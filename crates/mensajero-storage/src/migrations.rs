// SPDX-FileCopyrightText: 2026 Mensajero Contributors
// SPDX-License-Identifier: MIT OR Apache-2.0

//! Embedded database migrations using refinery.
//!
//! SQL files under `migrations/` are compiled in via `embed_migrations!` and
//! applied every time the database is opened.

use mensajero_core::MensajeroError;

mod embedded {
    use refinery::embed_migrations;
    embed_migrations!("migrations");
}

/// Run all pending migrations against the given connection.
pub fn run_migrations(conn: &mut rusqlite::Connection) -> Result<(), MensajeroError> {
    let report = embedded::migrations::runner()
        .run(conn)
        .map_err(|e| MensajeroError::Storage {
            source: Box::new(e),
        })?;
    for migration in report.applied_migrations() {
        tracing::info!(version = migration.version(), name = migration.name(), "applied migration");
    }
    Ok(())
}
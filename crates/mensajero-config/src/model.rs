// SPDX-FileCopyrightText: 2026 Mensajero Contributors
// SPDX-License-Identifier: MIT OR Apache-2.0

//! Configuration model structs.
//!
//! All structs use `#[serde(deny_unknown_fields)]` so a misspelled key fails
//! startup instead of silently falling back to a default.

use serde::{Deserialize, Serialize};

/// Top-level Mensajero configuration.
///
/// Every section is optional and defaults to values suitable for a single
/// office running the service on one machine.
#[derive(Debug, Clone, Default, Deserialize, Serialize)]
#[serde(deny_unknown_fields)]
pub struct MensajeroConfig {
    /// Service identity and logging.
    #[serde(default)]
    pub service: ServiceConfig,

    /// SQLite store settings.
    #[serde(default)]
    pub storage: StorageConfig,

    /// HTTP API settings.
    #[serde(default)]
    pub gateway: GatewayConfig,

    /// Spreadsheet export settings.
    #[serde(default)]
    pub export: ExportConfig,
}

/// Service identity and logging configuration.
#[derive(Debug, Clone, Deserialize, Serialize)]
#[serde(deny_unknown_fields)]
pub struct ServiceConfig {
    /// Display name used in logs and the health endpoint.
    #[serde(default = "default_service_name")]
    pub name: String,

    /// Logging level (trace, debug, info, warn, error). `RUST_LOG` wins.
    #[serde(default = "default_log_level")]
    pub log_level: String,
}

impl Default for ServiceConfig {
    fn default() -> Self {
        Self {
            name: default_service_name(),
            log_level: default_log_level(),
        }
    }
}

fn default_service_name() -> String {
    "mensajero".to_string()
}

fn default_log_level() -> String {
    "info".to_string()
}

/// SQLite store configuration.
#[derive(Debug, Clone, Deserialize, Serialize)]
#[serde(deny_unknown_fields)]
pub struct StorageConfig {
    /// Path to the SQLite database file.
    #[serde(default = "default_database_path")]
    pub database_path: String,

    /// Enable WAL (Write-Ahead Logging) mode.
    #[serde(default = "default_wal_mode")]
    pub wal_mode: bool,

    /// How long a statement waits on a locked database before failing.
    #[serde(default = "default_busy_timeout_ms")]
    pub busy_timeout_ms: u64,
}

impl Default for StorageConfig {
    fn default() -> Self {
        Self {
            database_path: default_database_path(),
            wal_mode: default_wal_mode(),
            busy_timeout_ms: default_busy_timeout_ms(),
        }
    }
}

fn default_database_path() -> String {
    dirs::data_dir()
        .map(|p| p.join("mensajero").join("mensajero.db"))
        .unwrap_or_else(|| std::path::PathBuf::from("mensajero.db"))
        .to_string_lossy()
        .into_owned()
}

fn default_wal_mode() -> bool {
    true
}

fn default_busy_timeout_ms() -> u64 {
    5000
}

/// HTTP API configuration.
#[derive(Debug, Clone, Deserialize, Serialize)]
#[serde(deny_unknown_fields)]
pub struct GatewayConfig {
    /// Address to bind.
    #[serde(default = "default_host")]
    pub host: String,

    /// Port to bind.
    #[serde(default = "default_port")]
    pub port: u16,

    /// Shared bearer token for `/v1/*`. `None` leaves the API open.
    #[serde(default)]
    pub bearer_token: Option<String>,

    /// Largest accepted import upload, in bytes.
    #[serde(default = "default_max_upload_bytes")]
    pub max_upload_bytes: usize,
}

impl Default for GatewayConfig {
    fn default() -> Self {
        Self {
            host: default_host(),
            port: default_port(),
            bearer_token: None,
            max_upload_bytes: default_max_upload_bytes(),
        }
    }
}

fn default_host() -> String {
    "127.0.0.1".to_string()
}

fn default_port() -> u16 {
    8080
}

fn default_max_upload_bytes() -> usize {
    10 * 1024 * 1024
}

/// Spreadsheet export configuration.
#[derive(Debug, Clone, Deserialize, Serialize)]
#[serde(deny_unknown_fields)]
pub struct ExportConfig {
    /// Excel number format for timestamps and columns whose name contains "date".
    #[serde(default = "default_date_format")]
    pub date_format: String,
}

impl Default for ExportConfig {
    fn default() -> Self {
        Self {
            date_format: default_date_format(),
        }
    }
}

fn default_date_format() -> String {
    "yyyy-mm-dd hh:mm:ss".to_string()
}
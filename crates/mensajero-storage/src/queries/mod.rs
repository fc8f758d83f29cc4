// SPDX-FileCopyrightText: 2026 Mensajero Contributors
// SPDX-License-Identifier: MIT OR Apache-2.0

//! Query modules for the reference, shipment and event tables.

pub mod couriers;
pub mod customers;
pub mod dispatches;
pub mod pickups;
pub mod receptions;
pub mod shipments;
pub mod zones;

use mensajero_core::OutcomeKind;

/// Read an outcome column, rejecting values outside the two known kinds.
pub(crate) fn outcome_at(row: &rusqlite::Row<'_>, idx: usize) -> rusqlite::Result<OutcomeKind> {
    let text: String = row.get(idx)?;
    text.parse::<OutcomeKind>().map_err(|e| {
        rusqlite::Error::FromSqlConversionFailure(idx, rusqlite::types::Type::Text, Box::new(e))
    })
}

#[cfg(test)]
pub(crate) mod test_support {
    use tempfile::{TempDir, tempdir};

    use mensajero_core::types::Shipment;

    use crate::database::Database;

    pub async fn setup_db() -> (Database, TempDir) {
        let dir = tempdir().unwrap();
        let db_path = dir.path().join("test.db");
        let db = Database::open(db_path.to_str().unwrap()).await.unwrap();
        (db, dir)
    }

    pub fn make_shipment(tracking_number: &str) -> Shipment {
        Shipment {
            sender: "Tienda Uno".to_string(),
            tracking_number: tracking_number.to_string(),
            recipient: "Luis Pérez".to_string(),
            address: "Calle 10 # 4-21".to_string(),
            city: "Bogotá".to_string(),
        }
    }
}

======

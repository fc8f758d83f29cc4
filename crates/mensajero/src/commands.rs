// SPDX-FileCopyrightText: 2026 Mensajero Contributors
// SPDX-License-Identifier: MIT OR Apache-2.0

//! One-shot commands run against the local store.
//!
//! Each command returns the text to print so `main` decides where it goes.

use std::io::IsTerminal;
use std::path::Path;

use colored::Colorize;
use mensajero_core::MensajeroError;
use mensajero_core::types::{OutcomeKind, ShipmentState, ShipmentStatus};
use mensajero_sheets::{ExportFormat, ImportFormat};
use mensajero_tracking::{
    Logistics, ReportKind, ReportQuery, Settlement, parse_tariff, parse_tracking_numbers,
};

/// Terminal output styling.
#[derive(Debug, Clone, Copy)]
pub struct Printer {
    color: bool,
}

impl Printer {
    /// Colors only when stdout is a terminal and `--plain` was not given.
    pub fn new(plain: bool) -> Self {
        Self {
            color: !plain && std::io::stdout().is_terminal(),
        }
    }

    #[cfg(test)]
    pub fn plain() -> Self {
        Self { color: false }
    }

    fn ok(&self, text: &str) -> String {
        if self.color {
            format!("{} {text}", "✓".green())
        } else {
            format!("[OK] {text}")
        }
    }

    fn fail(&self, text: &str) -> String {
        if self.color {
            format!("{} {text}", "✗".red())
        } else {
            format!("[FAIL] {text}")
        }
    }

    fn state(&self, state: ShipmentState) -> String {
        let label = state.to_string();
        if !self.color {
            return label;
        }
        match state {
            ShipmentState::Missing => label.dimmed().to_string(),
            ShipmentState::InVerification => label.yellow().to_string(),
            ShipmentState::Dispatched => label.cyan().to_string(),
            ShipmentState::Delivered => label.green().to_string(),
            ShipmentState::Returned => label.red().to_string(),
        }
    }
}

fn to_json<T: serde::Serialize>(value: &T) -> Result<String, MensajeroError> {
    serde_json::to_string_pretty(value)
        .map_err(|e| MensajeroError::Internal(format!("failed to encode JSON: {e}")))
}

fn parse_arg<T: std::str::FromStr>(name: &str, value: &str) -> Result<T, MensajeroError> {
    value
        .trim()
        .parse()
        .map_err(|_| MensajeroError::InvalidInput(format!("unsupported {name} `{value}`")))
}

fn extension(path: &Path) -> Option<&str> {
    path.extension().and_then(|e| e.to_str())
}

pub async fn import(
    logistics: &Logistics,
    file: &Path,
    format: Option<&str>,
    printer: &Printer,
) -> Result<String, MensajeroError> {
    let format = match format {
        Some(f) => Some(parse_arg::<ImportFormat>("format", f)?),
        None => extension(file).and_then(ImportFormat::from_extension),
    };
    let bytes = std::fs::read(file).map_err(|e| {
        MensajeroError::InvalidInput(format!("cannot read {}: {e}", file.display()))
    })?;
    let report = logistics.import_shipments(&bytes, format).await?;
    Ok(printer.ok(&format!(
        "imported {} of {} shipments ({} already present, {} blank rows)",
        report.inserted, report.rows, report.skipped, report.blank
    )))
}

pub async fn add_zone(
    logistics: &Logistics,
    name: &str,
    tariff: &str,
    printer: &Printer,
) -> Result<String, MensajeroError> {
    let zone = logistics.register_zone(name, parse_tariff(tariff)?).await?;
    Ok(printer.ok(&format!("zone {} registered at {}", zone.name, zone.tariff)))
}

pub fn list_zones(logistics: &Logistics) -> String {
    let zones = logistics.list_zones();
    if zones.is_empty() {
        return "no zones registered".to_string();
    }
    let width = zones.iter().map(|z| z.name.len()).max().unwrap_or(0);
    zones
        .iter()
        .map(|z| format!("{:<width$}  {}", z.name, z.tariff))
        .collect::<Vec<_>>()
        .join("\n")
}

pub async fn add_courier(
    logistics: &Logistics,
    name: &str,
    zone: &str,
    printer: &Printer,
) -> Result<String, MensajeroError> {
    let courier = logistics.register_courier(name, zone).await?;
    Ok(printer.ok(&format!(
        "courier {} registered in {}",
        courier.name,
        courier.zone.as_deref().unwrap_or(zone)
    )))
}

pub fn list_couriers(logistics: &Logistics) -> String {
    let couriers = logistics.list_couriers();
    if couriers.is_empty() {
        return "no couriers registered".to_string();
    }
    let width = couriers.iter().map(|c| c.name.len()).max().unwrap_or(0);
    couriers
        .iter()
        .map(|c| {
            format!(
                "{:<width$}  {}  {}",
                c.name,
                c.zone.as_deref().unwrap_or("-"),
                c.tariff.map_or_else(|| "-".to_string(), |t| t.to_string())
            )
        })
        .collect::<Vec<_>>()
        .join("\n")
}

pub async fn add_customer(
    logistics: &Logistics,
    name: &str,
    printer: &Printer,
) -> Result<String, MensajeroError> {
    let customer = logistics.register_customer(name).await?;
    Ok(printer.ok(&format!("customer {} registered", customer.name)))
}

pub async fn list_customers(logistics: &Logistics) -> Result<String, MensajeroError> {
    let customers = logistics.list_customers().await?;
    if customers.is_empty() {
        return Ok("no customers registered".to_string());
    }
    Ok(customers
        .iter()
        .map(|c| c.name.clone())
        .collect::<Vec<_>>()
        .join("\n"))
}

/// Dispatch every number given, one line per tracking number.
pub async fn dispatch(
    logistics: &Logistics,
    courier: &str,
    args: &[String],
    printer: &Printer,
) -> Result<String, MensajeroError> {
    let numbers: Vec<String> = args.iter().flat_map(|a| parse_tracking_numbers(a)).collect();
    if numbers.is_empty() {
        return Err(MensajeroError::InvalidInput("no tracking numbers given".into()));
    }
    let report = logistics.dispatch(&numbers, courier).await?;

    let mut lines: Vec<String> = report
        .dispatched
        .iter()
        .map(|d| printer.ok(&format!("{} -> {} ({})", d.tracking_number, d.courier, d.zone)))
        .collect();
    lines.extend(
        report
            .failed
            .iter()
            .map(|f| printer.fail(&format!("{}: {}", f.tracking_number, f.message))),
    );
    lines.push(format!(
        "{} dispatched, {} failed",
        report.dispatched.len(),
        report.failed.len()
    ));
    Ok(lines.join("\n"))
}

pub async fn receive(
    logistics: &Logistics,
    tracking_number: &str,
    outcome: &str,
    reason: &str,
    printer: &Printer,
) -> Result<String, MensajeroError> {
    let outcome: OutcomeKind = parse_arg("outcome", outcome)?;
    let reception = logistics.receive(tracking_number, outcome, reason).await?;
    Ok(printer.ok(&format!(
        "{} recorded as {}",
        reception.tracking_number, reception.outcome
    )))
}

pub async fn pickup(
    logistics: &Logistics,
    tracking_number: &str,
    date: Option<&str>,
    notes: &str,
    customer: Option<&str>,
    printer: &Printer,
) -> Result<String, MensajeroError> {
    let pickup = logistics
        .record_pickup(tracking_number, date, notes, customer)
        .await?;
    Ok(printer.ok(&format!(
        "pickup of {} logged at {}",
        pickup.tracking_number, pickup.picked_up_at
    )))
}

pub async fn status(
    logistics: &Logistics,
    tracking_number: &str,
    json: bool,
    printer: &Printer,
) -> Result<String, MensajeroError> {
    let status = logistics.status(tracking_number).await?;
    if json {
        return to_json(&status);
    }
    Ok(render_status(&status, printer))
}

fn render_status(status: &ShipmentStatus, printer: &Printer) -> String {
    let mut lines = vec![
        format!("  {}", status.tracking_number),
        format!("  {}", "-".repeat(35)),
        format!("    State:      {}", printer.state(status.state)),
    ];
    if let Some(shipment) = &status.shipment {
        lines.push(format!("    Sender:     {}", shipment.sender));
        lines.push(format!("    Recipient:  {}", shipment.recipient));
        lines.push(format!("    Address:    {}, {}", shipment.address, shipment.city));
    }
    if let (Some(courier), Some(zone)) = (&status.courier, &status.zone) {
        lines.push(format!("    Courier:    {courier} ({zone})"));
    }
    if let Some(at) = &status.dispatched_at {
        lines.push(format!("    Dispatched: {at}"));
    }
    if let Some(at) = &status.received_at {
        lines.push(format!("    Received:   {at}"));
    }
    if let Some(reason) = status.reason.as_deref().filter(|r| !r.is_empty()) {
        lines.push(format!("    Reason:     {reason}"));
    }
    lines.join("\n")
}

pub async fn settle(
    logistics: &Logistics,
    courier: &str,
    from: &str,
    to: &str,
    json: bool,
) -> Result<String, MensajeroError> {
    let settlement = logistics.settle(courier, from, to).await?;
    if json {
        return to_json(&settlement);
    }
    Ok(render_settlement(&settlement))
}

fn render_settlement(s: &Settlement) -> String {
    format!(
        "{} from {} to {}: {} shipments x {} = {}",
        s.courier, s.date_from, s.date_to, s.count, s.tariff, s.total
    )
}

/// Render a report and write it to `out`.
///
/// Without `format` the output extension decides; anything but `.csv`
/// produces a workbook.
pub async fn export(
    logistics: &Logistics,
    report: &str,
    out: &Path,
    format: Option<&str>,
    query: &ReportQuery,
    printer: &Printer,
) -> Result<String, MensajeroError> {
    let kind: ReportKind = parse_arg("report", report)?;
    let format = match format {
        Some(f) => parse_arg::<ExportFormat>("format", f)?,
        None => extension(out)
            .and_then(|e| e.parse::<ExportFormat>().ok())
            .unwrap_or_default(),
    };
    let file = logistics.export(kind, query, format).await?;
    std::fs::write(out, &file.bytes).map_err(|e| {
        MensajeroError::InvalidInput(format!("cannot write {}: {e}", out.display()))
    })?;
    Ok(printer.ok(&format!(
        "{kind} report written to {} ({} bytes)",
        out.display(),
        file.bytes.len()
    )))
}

======

▶ Description of the task:
Show all lines from the data that contain "city".

▶ Completed exercise:
            city: "Bogotá".to_string(),
        lines.push(format!("    Address:    {}, {}", shipment.address, shipment.city));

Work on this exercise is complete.